(Collected data)

------------------------

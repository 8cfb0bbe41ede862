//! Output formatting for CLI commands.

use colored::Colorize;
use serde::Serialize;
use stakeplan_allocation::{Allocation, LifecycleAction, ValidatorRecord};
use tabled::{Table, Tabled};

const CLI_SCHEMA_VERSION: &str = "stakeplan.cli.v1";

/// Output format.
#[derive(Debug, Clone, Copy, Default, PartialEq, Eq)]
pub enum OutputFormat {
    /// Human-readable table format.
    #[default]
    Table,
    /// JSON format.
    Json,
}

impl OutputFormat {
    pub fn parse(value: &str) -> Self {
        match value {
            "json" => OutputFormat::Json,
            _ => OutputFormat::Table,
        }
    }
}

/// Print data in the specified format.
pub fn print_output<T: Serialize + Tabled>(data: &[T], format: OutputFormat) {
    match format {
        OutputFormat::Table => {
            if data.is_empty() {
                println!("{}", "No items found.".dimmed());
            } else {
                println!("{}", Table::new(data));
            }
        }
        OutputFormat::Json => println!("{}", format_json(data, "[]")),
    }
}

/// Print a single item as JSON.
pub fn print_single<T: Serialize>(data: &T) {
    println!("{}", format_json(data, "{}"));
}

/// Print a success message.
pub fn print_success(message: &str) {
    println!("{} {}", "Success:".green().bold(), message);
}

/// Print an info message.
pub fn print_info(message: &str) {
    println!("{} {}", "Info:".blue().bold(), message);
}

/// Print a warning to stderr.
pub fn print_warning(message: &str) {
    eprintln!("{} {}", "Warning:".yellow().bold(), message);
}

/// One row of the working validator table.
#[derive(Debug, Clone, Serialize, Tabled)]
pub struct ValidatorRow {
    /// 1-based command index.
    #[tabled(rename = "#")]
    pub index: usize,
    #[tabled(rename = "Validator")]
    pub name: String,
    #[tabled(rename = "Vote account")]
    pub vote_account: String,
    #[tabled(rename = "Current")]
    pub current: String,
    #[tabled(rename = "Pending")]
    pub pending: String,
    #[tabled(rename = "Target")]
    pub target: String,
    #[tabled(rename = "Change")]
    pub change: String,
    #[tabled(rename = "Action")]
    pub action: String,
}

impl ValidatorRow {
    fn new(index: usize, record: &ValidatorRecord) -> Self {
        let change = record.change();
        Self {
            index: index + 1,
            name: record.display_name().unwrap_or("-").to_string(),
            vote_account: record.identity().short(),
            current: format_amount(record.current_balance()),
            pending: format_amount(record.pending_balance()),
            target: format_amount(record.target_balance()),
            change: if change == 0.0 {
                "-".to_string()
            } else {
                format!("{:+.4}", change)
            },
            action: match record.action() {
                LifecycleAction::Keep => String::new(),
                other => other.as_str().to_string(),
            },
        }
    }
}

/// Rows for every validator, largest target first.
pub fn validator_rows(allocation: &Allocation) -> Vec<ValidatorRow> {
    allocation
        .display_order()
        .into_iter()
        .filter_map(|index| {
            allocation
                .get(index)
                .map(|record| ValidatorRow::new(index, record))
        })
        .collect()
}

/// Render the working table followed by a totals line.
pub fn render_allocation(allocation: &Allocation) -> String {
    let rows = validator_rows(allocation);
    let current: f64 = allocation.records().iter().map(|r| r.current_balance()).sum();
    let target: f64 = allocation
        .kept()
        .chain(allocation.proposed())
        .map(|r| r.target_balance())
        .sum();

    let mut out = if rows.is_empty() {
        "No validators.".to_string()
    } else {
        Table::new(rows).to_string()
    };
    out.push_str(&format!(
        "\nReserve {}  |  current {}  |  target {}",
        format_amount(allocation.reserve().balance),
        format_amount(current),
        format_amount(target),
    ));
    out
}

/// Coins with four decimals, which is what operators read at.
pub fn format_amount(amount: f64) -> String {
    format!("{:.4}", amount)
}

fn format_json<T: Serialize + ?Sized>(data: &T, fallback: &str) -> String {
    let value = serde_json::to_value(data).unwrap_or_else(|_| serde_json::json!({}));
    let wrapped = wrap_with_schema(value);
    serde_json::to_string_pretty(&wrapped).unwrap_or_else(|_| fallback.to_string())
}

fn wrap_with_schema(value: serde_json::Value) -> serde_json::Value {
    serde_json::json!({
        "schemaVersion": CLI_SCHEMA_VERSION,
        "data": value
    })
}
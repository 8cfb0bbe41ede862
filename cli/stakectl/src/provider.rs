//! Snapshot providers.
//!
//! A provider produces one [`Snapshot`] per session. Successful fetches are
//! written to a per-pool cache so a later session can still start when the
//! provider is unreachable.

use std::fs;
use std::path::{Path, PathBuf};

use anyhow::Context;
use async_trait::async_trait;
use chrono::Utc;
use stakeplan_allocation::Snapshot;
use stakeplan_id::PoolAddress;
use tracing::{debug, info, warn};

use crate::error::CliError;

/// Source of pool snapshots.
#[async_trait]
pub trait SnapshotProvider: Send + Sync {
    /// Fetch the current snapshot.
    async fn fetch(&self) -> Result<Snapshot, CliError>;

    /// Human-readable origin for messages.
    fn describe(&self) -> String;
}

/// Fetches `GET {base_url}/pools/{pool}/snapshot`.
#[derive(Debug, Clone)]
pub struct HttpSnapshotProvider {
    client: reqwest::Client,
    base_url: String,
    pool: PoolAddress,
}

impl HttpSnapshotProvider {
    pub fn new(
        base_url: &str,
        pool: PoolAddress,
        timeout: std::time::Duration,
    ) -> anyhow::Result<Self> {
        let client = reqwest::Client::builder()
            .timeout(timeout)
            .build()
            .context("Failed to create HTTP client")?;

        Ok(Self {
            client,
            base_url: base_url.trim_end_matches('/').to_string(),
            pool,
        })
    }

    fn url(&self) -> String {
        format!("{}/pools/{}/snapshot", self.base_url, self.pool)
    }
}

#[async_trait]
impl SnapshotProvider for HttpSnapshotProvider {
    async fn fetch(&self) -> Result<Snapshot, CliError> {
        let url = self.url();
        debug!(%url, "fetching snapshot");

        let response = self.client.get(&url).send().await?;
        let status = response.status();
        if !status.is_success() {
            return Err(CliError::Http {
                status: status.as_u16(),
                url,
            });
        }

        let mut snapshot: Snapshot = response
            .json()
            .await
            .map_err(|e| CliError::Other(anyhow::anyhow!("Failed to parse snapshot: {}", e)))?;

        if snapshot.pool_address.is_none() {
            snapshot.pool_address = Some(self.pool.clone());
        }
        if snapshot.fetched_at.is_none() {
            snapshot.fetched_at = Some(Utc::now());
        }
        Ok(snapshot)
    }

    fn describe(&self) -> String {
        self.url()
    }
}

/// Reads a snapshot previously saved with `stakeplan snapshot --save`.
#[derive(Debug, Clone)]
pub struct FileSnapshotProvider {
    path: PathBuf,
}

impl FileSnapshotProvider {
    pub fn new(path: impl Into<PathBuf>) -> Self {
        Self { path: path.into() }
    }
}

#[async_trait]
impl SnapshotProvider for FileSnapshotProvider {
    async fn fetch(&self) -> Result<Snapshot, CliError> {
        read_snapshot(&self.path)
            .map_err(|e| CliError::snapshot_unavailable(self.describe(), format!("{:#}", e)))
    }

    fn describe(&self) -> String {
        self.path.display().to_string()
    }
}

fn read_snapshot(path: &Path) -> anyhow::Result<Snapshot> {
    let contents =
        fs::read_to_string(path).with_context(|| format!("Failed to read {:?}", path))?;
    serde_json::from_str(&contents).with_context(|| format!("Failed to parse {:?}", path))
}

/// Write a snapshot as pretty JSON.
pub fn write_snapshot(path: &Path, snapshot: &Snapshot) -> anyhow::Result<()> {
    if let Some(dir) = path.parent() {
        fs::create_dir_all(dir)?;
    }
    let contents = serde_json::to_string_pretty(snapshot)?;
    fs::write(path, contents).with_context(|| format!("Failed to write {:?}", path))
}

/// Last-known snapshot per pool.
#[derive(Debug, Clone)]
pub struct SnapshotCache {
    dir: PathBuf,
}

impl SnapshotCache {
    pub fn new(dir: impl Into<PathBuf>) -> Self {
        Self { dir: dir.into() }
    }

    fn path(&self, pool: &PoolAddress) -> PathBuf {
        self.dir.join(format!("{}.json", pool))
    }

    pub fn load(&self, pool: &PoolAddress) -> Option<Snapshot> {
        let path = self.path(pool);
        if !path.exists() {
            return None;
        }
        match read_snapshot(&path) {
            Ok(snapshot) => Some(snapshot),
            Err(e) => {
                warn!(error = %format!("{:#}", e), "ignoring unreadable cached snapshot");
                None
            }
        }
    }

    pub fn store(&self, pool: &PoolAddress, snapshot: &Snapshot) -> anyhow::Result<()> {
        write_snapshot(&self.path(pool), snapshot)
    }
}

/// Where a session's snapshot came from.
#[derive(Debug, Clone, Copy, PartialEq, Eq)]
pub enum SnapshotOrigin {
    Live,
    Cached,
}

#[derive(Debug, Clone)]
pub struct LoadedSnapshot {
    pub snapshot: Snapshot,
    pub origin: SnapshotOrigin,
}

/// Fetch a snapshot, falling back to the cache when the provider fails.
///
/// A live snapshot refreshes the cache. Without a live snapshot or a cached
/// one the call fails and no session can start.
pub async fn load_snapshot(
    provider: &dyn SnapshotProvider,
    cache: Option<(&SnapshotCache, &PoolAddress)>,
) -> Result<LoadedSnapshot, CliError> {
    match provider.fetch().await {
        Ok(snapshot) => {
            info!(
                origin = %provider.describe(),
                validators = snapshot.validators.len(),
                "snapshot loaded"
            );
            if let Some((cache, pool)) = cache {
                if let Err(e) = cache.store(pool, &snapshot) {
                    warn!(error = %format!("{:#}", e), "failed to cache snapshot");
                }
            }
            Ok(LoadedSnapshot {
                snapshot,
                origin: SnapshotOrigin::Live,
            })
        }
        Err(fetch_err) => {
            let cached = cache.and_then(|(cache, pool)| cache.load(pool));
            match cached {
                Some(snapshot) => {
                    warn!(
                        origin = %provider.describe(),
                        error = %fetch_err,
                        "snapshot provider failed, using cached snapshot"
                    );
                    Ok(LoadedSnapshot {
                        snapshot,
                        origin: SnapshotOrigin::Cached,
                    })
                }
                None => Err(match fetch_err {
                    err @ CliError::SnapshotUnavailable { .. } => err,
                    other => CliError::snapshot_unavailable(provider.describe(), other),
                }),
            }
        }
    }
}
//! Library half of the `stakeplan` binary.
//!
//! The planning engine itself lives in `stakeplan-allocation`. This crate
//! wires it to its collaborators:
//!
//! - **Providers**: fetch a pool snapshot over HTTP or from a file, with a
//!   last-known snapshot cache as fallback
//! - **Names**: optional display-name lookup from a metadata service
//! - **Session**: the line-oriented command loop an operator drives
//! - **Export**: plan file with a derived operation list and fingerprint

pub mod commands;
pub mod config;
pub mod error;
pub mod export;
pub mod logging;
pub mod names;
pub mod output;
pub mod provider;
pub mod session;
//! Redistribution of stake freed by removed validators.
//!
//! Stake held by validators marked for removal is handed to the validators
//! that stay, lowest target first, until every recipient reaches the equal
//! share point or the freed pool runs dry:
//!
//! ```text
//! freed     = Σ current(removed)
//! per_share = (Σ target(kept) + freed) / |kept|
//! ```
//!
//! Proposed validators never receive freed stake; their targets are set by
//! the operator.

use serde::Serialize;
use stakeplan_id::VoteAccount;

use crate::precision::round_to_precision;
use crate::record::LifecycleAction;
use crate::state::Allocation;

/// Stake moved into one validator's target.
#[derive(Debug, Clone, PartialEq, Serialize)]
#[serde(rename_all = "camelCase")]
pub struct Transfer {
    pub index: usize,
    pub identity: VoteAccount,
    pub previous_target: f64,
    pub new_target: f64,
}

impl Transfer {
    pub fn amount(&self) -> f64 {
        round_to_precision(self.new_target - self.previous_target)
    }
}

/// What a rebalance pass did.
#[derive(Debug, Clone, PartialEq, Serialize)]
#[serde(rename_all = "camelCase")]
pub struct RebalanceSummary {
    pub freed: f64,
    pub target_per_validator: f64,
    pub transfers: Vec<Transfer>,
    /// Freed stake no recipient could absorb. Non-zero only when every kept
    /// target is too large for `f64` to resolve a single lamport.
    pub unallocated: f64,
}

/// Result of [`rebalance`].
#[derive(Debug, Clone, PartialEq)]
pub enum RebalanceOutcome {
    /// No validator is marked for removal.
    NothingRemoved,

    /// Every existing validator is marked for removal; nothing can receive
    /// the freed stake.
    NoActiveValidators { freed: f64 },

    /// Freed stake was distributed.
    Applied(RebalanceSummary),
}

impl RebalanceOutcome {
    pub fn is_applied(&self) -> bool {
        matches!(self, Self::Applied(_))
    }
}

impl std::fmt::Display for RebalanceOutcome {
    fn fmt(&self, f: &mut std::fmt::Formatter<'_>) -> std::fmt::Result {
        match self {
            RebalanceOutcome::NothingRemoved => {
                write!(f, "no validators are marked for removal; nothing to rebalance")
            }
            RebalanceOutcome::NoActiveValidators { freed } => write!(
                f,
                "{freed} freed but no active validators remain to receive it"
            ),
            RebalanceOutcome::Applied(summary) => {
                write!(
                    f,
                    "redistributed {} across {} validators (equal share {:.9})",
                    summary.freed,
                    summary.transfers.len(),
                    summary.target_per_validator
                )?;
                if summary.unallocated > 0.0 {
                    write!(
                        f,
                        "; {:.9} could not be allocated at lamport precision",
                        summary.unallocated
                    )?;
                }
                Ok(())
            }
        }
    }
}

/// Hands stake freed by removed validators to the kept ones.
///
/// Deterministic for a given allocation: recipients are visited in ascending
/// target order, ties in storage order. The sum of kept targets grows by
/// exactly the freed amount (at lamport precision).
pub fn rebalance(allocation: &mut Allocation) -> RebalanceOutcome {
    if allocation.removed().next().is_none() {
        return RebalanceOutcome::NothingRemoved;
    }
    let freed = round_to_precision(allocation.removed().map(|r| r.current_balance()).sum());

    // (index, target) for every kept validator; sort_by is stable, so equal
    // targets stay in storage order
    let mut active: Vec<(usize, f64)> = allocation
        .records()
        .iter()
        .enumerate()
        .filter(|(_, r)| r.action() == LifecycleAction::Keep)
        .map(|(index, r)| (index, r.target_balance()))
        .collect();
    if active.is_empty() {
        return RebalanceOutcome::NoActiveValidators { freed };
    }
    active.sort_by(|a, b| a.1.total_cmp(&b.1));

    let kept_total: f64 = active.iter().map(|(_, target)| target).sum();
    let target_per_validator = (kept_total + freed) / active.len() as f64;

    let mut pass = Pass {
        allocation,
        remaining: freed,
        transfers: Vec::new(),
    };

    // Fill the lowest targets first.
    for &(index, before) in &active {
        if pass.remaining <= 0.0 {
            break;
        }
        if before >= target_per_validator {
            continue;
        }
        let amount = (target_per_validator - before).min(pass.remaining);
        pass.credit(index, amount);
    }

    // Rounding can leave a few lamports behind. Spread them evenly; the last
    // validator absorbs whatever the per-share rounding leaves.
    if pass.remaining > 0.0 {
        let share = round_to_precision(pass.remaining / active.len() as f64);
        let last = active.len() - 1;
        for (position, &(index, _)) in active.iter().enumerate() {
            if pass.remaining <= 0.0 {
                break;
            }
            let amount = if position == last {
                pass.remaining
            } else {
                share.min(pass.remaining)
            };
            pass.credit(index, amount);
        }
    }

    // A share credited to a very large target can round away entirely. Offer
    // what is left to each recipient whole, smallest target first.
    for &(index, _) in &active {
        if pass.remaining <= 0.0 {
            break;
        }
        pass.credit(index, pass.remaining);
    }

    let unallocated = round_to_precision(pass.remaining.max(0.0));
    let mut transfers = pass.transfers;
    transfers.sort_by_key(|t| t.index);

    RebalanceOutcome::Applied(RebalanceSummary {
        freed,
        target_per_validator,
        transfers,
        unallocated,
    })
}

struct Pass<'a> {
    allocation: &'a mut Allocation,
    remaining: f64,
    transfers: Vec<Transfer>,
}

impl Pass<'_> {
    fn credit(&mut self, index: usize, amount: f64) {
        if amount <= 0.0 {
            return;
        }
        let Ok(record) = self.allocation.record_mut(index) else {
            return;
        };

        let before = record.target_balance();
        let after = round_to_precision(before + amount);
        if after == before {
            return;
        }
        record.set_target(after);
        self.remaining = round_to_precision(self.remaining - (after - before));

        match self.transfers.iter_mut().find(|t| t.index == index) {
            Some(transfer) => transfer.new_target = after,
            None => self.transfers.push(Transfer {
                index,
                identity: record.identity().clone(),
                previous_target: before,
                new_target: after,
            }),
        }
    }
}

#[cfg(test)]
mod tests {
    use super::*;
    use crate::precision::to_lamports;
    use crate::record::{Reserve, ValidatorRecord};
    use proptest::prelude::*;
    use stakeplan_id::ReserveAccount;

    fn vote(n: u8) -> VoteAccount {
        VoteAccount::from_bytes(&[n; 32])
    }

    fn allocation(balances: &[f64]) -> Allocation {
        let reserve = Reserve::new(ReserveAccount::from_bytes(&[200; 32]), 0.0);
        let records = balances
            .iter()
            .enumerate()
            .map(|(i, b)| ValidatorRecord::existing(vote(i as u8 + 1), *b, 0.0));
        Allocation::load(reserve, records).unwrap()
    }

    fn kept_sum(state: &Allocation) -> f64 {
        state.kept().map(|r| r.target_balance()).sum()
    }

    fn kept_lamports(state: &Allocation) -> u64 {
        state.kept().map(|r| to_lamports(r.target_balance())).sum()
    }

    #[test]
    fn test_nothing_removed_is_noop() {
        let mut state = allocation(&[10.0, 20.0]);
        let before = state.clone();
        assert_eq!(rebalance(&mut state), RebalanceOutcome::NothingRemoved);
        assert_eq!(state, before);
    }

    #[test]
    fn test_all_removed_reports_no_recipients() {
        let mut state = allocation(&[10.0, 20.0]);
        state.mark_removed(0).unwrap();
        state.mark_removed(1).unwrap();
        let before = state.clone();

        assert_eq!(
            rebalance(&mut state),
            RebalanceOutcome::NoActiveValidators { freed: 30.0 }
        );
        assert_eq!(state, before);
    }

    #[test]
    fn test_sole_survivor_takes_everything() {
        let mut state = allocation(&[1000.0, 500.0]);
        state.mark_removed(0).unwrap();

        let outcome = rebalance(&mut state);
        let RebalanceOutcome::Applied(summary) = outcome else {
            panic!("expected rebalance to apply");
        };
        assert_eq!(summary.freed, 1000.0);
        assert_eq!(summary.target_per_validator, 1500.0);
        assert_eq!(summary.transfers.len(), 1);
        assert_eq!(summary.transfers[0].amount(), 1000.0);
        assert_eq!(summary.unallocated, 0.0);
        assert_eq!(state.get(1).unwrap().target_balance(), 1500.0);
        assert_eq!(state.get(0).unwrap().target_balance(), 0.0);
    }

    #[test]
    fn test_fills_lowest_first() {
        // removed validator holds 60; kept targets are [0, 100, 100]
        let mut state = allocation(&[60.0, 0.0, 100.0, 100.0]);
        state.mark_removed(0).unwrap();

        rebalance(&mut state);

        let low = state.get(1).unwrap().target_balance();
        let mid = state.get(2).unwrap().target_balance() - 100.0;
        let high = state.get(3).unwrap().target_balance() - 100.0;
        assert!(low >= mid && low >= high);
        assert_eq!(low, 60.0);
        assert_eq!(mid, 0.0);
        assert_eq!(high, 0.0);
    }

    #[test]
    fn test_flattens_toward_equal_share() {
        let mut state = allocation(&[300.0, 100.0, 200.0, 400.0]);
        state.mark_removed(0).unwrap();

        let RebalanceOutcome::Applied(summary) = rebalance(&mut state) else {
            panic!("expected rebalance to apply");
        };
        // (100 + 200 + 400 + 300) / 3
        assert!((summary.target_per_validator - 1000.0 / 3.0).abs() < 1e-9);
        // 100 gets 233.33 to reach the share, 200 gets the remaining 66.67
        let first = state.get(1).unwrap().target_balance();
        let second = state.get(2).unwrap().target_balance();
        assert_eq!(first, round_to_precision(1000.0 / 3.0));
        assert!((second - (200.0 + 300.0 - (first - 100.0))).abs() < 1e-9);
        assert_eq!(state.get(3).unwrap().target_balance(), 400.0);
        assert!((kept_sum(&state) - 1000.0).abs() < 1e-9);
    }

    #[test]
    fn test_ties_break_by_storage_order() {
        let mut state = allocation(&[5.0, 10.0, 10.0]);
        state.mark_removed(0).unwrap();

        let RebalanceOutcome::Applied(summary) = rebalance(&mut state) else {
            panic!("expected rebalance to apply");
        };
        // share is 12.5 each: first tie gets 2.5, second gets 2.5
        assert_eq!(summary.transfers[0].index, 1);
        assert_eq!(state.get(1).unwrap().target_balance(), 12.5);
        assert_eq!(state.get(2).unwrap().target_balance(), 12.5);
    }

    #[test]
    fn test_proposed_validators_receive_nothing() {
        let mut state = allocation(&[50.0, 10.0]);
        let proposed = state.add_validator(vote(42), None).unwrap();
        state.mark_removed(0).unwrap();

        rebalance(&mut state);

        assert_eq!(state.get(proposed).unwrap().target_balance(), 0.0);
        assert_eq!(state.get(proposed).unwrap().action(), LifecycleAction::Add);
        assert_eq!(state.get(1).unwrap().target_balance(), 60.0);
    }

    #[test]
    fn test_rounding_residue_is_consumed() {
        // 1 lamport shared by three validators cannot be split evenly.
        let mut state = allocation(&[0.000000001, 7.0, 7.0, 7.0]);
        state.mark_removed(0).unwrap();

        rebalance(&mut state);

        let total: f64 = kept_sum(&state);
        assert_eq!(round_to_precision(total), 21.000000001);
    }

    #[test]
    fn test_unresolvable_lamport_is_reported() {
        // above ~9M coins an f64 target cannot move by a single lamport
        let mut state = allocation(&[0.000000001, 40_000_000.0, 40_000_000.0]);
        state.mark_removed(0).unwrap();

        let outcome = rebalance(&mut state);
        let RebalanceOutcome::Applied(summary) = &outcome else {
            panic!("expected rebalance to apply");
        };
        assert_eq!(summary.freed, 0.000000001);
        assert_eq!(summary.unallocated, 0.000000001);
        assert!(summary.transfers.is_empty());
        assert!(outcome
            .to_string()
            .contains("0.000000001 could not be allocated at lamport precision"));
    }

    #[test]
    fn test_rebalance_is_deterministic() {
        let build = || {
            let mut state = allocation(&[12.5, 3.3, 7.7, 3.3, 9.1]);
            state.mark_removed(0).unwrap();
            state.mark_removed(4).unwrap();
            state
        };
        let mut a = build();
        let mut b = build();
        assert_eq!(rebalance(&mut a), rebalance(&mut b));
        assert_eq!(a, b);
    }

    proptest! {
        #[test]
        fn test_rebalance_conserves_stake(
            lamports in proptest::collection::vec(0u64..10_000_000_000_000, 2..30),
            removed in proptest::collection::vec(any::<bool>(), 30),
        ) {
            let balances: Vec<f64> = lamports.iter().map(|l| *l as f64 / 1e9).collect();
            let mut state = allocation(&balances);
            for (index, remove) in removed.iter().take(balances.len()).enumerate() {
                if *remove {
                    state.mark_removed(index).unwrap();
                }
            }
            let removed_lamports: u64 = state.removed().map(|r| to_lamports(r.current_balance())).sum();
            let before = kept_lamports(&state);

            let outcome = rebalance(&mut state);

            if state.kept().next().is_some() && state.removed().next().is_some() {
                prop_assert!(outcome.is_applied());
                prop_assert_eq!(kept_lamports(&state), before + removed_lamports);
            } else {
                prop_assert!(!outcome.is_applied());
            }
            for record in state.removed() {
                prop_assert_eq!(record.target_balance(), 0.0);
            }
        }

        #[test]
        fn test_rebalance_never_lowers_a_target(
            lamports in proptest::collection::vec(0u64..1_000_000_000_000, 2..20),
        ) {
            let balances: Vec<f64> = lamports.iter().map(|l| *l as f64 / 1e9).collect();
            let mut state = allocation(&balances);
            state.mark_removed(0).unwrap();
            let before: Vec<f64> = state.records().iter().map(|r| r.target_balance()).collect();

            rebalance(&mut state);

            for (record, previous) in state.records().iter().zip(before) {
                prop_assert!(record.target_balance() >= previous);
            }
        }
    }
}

------------------------

## Work order
A bare number is required: the count of lines above with the string "could".

## Answer space
3